- Study material
impl<'w, 'a> ConflictResolver<'w, 'a> {
    /// Resolver using the default per-file policy
    pub fn new(ws: &'w Workspace<'a>, prompt: &'w dyn UserPrompt) -> Self {
        Self {
            ws,
            prompt,
            policy: PolicyTable::default(),
        }
    }

    /// Replace the per-file policy
    #[must_use]
    pub fn with_policy(mut self, policy: PolicyTable) -> Self {
        self.policy = policy;
        self
    }

    fn repo(&self) -> &Path {
        &self.ws.repo
    }

    /// Files currently unmerged
    pub fn detect(&self) -> Result<Vec<String>> {
        self.ws.git.conflicted_files(self.repo())
    }

    /// Resolve one file, backing up every version first
    pub fn resolve(&self, file: &str, strategy: Option<MergeStrategy>) -> Result<Resolution> {
        if !self.detect()?.iter().any(|f| f == file) {
            return Err(Error::Git(format!("{file} is not in conflict")));
        }
        let backup_dir = backup::create_backup_dir(&self.ws.paths.backups_dir(), BackupKind::Conflict)?;
        self.resolve_with_backup(file, strategy, &backup_dir)
    }

    /// Resolve every unmerged file, then continue the rebase or commit the
    /// merge
    #[tracing::instrument(skip(self))]
    pub fn resolve_all(&self, strategy: Option<MergeStrategy>) -> Result<ResolveAllReport> {
        let mut report = ResolveAllReport::default();
        let mut pending = self.detect()?;
        if pending.is_empty() {
            return Ok(report);
        }

        let backup_dir = backup::create_backup_dir(&self.ws.paths.backups_dir(), BackupKind::Conflict)?;
        report.backup_dir = Some(backup_dir.clone());

        for _ in 0..MAX_ROUNDS {
            for file in &pending {
                match self.resolve_with_backup(file, strategy, &backup_dir)? {
                    Resolution::Resolved(used) => report.resolved.push((file.clone(), used)),
                    Resolution::Skipped => report.skipped.push(file.clone()),
                }
            }
            if !report.skipped.is_empty() {
                break;
            }

            match self.ws.git.in_progress(self.repo()) {
                InProgress::Rebase => match self.ws.git.rebase_continue(self.repo())? {
                    RebaseOutcome::Completed => {
                        report.completed = true;
                        break;
                    }
                    RebaseOutcome::Conflicts(next) => pending = next,
                },
                InProgress::Merge => {
                    self.ws.git.commit_merge(self.repo())?;
                    report.completed = true;
                    break;
                }
                InProgress::None => {
                    report.completed = true;
                    break;
                }
            }
        }

        report.remaining = self.detect()?;
        if !report.remaining.is_empty() {
            warn!(files = ?report.remaining, "Conflicts remain");
        }
        Ok(report)
    }

    /// Fetch without merging and report files both sides changed
    #[tracing::instrument(skip(self))]
    pub fn prevent_check(&self) -> Result<PreventReport> {
        let ws = self.ws;
        let repo = self.repo();
        ws.git.fetch(repo, ws.remote(), ws.branch())?;

        let Some(counts) = ws.git.ahead_behind(repo, ws.remote(), ws.branch())? else {
            return Ok(PreventReport::default());
        };
        let mut report = PreventReport {
            ahead: counts.ahead,
            behind: counts.behind,
            overlapping: Vec::new(),
        };
        if !counts.diverged() {
            return Ok(report);
        }

        let upstream = format!("{}/{}", ws.remote(), ws.branch());
        if let Some(base) = ws.git.merge_base(repo, "HEAD", &upstream)? {
            let local = ws.git.diff_names(repo, &base, "HEAD")?;
            let remote = ws.git.diff_names(repo, &base, &upstream)?;
            report.overlapping = local.into_iter().filter(|f| remote.contains(f)).collect();
        }

        if report.at_risk() {
            ws.state.record(
                Journal::Conflicts,
                Level::Warn,
                &format!(
                    "prevent: diverged ({} ahead, {} behind) with overlapping changes: {}",
                    report.ahead,
                    report.behind,
                    report.overlapping.join(", ")
                ),
            );
        }
        Ok(report)
    }

    /// Resolution statistics for the last `window_days`
    pub fn analyze(&self, window_days: u32) -> Result<ConflictAnalysis> {
        let lines = self.ws.state.read_journal(Journal::Conflicts)?;
        Ok(history::analyze(
            &lines,
            window_days,
            chrono::Local::now().naive_local(),
        ))
    }

    /// Delete backups older than `retention_days`
    pub fn clean(&self, retention_days: u32) -> Result<usize> {
        let retention = Duration::from_secs(u64::from(retention_days) * 86_400);
        let removed = backup::prune_backups(&self.ws.paths.backups_dir(), retention)?;
        if removed > 0 {
            self.ws.state.record(
                Journal::Conflicts,
                Level::Info,
                &format!("clean: removed {removed} backups older than {retention_days} days"),
            );
        }
        Ok(removed)
    }

    /// Resolve `file` into an existing backup directory
    pub(crate) fn resolve_with_backup(
        &self,
        file: &str,
        requested: Option<MergeStrategy>,
        backup_dir: &Path,
    ) -> Result<Resolution> {
        let versions = self.read_versions(file)?;
        self.write_backup(file, &versions, backup_dir)?;

        let mut strategy = requested.unwrap_or_else(|| self.policy.strategy_for(file));
        if strategy.is_textual() && versions.any_binary() {
            debug!(file, "Binary conflict, asking instead of merging");
            strategy = MergeStrategy::Interactive;
        }

        let resolution = match strategy {
            MergeStrategy::Union => {
                self.write_merged(file, &versions.union())?;
                Resolution::Resolved(MergeStrategy::Union)
            }
            MergeStrategy::Section => {
                let merged = merge::section_aware(&versions.local_text(), &versions.remote_text())
                    .unwrap_or_else(|| versions.union());
                self.write_merged(file, &merged)?;
                Resolution::Resolved(MergeStrategy::Section)
            }
            MergeStrategy::PreferRemote => {
                self.take(file, Version::Remote)?;
                Resolution::Resolved(MergeStrategy::PreferRemote)
            }
            MergeStrategy::PreferLocal => {
                self.take(file, Version::Local)?;
                Resolution::Resolved(MergeStrategy::PreferLocal)
            }
            MergeStrategy::Interactive => self.interactive(file, &versions)?,
        };

        match resolution {
            Resolution::Resolved(_) => {
                info!(file, strategy = %strategy, "Resolved conflict");
                self.ws.state.record(
                    Journal::Conflicts,
                    Level::Info,
                    &format!("resolved file={file} strategy={strategy}"),
                );
            }
            Resolution::Skipped => {
                self.ws
                    .state
                    .record(Journal::Conflicts, Level::Warn, &format!("skipped file={file}"));
            }
        }
        Ok(resolution)
    }

    /// Resolve the machine registry by keeping every machine's newest entry
    pub(crate) fn merge_registry(&self, file: &str, backup_dir: &Path) -> Result<()> {
        let versions = self.read_versions(file)?;
        self.write_backup(file, &versions, backup_dir)?;

        let merged = registry::merge_registries(
            &MachineRegistry::parse(&versions.local_text()),
            &MachineRegistry::parse(&versions.remote_text()),
        );
        self.write_merged(file, &merged.render())?;
        info!(file, machines = merged.len(), "Merged machine registry");
        self.ws.state.record(
            Journal::Conflicts,
            Level::Info,
            &format!("resolved file={file} strategy={}", MergeStrategy::Union),
        );
        Ok(())
    }

    fn interactive(&self, file: &str, versions: &Versions) -> Result<Resolution> {
        loop {
            let choice = self
                .prompt
                .select(&format!("Conflict in {file}"), MENU)?;
            match choice {
                0 => {
                    self.take(file, Version::Local)?;
                    return Ok(Resolution::Resolved(MergeStrategy::Interactive));
                }
                1 => {
                    self.take(file, Version::Remote)?;
                    return Ok(Resolution::Resolved(MergeStrategy::Interactive));
                }
                2 => self.prompt.show(&versions.diff(file)),
                3 => {
                    let path = self.repo().join(file);
                    self.prompt.edit_file(&path)?;
                    let edited = fs::read(&path).unwrap_or_default();
                    if has_markers(&edited) {
                        self.prompt
                            .show(&format!("{file} still contains conflict markers"));
                        continue;
                    }
                    if self
                        .prompt
                        .confirm(&format!("Mark {file} as resolved?"), false)?
                    {
                        self.ws.git.mark_resolved(self.repo(), file)?;
                        return Ok(Resolution::Resolved(MergeStrategy::Interactive));
                    }
                }
                4 => {
                    if versions.any_binary() {
                        self.prompt.show("Binary files cannot be merged line by line");
                        continue;
                    }
                    self.write_merged(file, &versions.union())?;
                    return Ok(Resolution::Resolved(MergeStrategy::Interactive));
                }
                _ => return Ok(Resolution::Skipped),
            }
        }
    }

    fn take(&self, file: &str, version: Version) -> Result<()> {
        self.ws.git.checkout_version(self.repo(), file, version)?;
        self.ws.git.mark_resolved(self.repo(), file)
    }

    fn write_merged(&self, file: &str, content: &str) -> Result<()> {
        fs::write(self.repo().join(file), content)?;
        self.ws.git.mark_resolved(self.repo(), file)
    }

    fn read_versions(&self, file: &str) -> Result<Versions> {
        let git = self.ws.git;
        let repo = self.repo();
        Ok(Versions {
            base: git.read_version(repo, file, Version::Base)?,
            local: git.read_version(repo, file, Version::Local)?,
            remote: git.read_version(repo, file, Version::Remote)?,
            working: fs::read(repo.join(file)).ok(),
        })
    }

    fn write_backup(&self, file: &str, versions: &Versions, dir: &Path) -> Result<()> {
        let target = dir.join(file);
        if let Some(parent) = target.parent() {
            fs::create_dir_all(parent)?;
        }
        for (suffix, content) in [
            ("base", &versions.base),
            ("ours", &versions.local),
            ("theirs", &versions.remote),
            ("conflict", &versions.working),
        ] {
            if let Some(content) = content {
                let mut name = target.as_os_str().to_os_string();
                name.push(".");
                name.push(suffix);
                fs::write(PathBuf::from(name), content)?;
            }
        }
        debug!(file, backup = %dir.display(), "Backed up conflict versions");
        Ok(())
    }
}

- Activity
Copy out every line of the data where the word "lines" occurs.

- Solution to this problem
        let lines = self.ws.state.read_journal(Journal::Conflicts)?;
            &lines,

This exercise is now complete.